What I see as needed is the capacity within these schemes to absorb pension savings – either through payroll contributions or transfer of other pots, to provide the service described
- Steady income
Safety (I can’t lose it all)
Lifetime income (assurance of having income for life)
Control and access (to my money)
Reversibility (not locked into a product)
A high investment return
The product that the DCIIA is describing is either whole of life or decumulation – only CDC. That product is currently requiring investment management and this may include the purchase of SeLFIES, but we must establish the infrastructure first.
I think the SELFIES are a great idea.
Your assumptions are sound but are being trumped by current regulatory overreach.
In particular when you say :
“We are engaged in re-creating a second pillar pension that is independent of the state. We are trying to break away from gilt-dependency.”
The opposite is correct.
If you piece together the impact of TPR regulatory over-reach aligned with Insurer bias in the regulatory design, this forces schemes down a one-size fits all ‘investment’ and funding approach, which -through the backdoor – results in a very significant dependency on gilts either through acceptable ‘fast-track’ self sufficiency (ie funding to insurer level with insurer type assets) or to buy-in / buy-out. The reason for this is the Regulatory / Insurer perspective that only insurers are smart enough to manage and pay pensions. This is backdoor SERPS but without the proper oversight.
If the Regulatory model in effect makes gilt-buyers of us all, surely it would be better if we could do that directly, and eliminate the (buy-in) handler’s not insignificant margin?
Jnamdoc, re- reducing gilt-dependency. I agree with you that DB schemes are still in thrall to gilts, but not so DC which will be increasingly gilt-less over time as we move away from liability matching and more towards a collective approach to pensions which does not assume closure, end-games and de-risking are the objectives.
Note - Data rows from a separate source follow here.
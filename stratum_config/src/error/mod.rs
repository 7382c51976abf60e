//! Error types produced by the configuration engine's fallible helpers.
//!
//! Public engine operations never return these errors directly. File
//! loading, path parsing and binding parsing surface them internally so the
//! engine can translate each failure into an [`crate::InitializationReport`]
//! issue or a log statement.

mod aggregate;
mod constructors;
mod conversions;
mod types;

pub use aggregate::AggregatedErrors;
pub use types::StratumError;
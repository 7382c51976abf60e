//! Multi-pass, first-come priority merge.

use std::collections::{BTreeSet, HashSet};

use tracing::{debug, warn};

use super::{Binding, InputKey, OwnershipMap, SharedTree};
use crate::manifest::annotate;
use crate::{ActionKey, InitializationReport, ManifestStore, Node, NodeMeta, System};

/// Accumulates contributions to the shared keybinds tree.
///
/// Sources must be fed in precedence order: framework user file, active
/// plugin user files, framework defaults, active plugin defaults, disabled
/// plugin user files, then disabled plugin defaults. The first source to
/// mention an action owns it; the first source to supply a surviving binding
/// for it decides its content. A physical input is accepted at most once
/// across the whole tree.
///
/// # Examples
///
/// ```
/// use serde_json::json;
/// use stratum_config::{ActionKey, InitializationReport, ManifestStore, Node, PriorityMerge};
///
/// let mut report = InitializationReport::default();
/// let mut merge = PriorityMerge::new(&mut report);
/// merge.process_source(&Node::from(json!({"A": {"toggle": [{"type": "keyboard", "key": "F1"}]}})), "A");
/// merge.process_source(&Node::from(json!({"B": {"toggle": [{"type": "keyboard", "key": "F1"}]}})), "B");
/// let outcome = merge.finish(&ManifestStore::new());
///
/// let b_toggle = ActionKey::new("B", "toggle");
/// assert_eq!(outcome.shared.owner(&b_toggle), Some("B"));
/// assert!(outcome.shared.bindings(&b_toggle).is_empty());
/// assert!(outcome.dirty.contains("B"));
/// assert_eq!(report.warnings().count(), 1);
/// ```
#[derive(Debug)]
pub struct PriorityMerge<'r> {
    tree: Node,
    owners: OwnershipMap,
    accepted: HashSet<InputKey>,
    dirty: BTreeSet<String>,
    report: &'r mut InitializationReport,
}

/// The finished shared tree and the components whose files went stale.
#[derive(Clone, Debug, PartialEq)]
pub struct PriorityOutcome {
    /// Merged tree and ownership map.
    pub shared: SharedTree,
    /// Components that lost a binding to an earlier source.
    pub dirty: BTreeSet<String>,
}

impl<'r> PriorityMerge<'r> {
    /// Starts an empty merge that records issues in `report`.
    pub fn new(report: &'r mut InitializationReport) -> Self {
        Self {
            tree: Node::empty_object(),
            owners: OwnershipMap::new(),
            accepted: HashSet::new(),
            dirty: BTreeSet::new(),
            report,
        }
    }

    /// Feeds one component's `group → action → bindings` fragment.
    pub fn process_source(&mut self, fragment: &Node, component: &str) {
        let Some(groups) = fragment.as_object() else {
            self.report.warning_at(
                System::Keybinds.as_str(),
                format!("{component}: keybinds must be an object of groups"),
            );
            return;
        };
        for (group, entry) in groups {
            let Some(actions) = entry.as_object() else {
                self.report.warning_at(
                    format!("keybinds.{group}"),
                    format!("{component}: keybind group must be an object of actions"),
                );
                continue;
            };
            for (action, source) in actions {
                self.process_action(ActionKey::new(group, action), source, component);
            }
        }
    }

    fn process_action(&mut self, key: ActionKey, source: &Node, component: &str) {
        self.owners
            .entry(key.clone())
            .or_insert_with(|| component.to_owned());
        if self.tree.get_path(&key.segments()).is_some() {
            return;
        }
        let path = format!("keybinds.{key}");
        let Some(candidates) = source.as_array() else {
            self.report
                .warning_at(path, format!("{component}: bindings must be an array"));
            return;
        };
        let mut surviving = Vec::new();
        for candidate in candidates {
            let binding = match Binding::from_node(candidate) {
                Ok(binding) => binding,
                Err(err) => {
                    self.report.warning_at(
                        path.as_str(),
                        format!("{component}: skipping binding: {err}"),
                    );
                    continue;
                }
            };
            let input = binding.input_key();
            if self.accepted.insert(input.clone()) {
                surviving.push(candidate.unwrapped().clone());
            } else {
                warn!(component, action = %key, input = %input, "binding conflict");
                self.dirty.insert(component.to_owned());
                self.report.warning_at(
                    path.as_str(),
                    format!("{component}: `{input}` is already bound; dropping it from {key}"),
                );
            }
        }
        if surviving.is_empty() {
            return;
        }
        let list = Node::Array(surviving);
        let node = match source {
            Node::Annotated(inner) => Node::annotated(list, inner.meta.clone()),
            _ => list,
        };
        self.tree.set_path(&key.segments(), node);
    }

    /// Completes the merge.
    ///
    /// Every owned action missing from the tree is inserted with no
    /// bindings, then manifest title and description metadata is attached
    /// to actions that carry none.
    #[must_use]
    pub fn finish(mut self, manifests: &ManifestStore) -> PriorityOutcome {
        for key in self.owners.keys() {
            if self.tree.get_path(&key.segments()).is_none() {
                debug!(action = %key, "owned action has no surviving bindings");
                self.tree.set_path(&key.segments(), Node::Array(Vec::new()));
            }
        }
        for (_, manifest) in manifests.iter() {
            for entry in manifest.metadata.for_system(System::Keybinds) {
                let Ok(key) = entry.path.parse::<ActionKey>() else {
                    continue;
                };
                let Some(node) = self.tree.get_path_mut(&key.segments()) else {
                    continue;
                };
                if node.meta().is_some_and(|meta| !meta.is_empty()) {
                    continue;
                }
                annotate(
                    node,
                    NodeMeta {
                        title: entry.title.clone(),
                        description: entry.description.clone(),
                        widget: None,
                    },
                );
            }
        }
        PriorityOutcome {
            shared: SharedTree::from_parts(self.tree, self.owners),
            dirty: self.dirty,
        }
    }
}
Henry, we need to welcome Arun’s concept because the principal aim of DC arrangements should be the creation of future income to pay pensions, not the accumulation of a pot of money that makes that objective unnecessarily challenging. Then, we can discuss to what extent those income streams are provided by investment in equities or bonds. Also, it might get the Treasury/DMO to engage with the idea of issuing plain annuity gilts never mind deferred ones!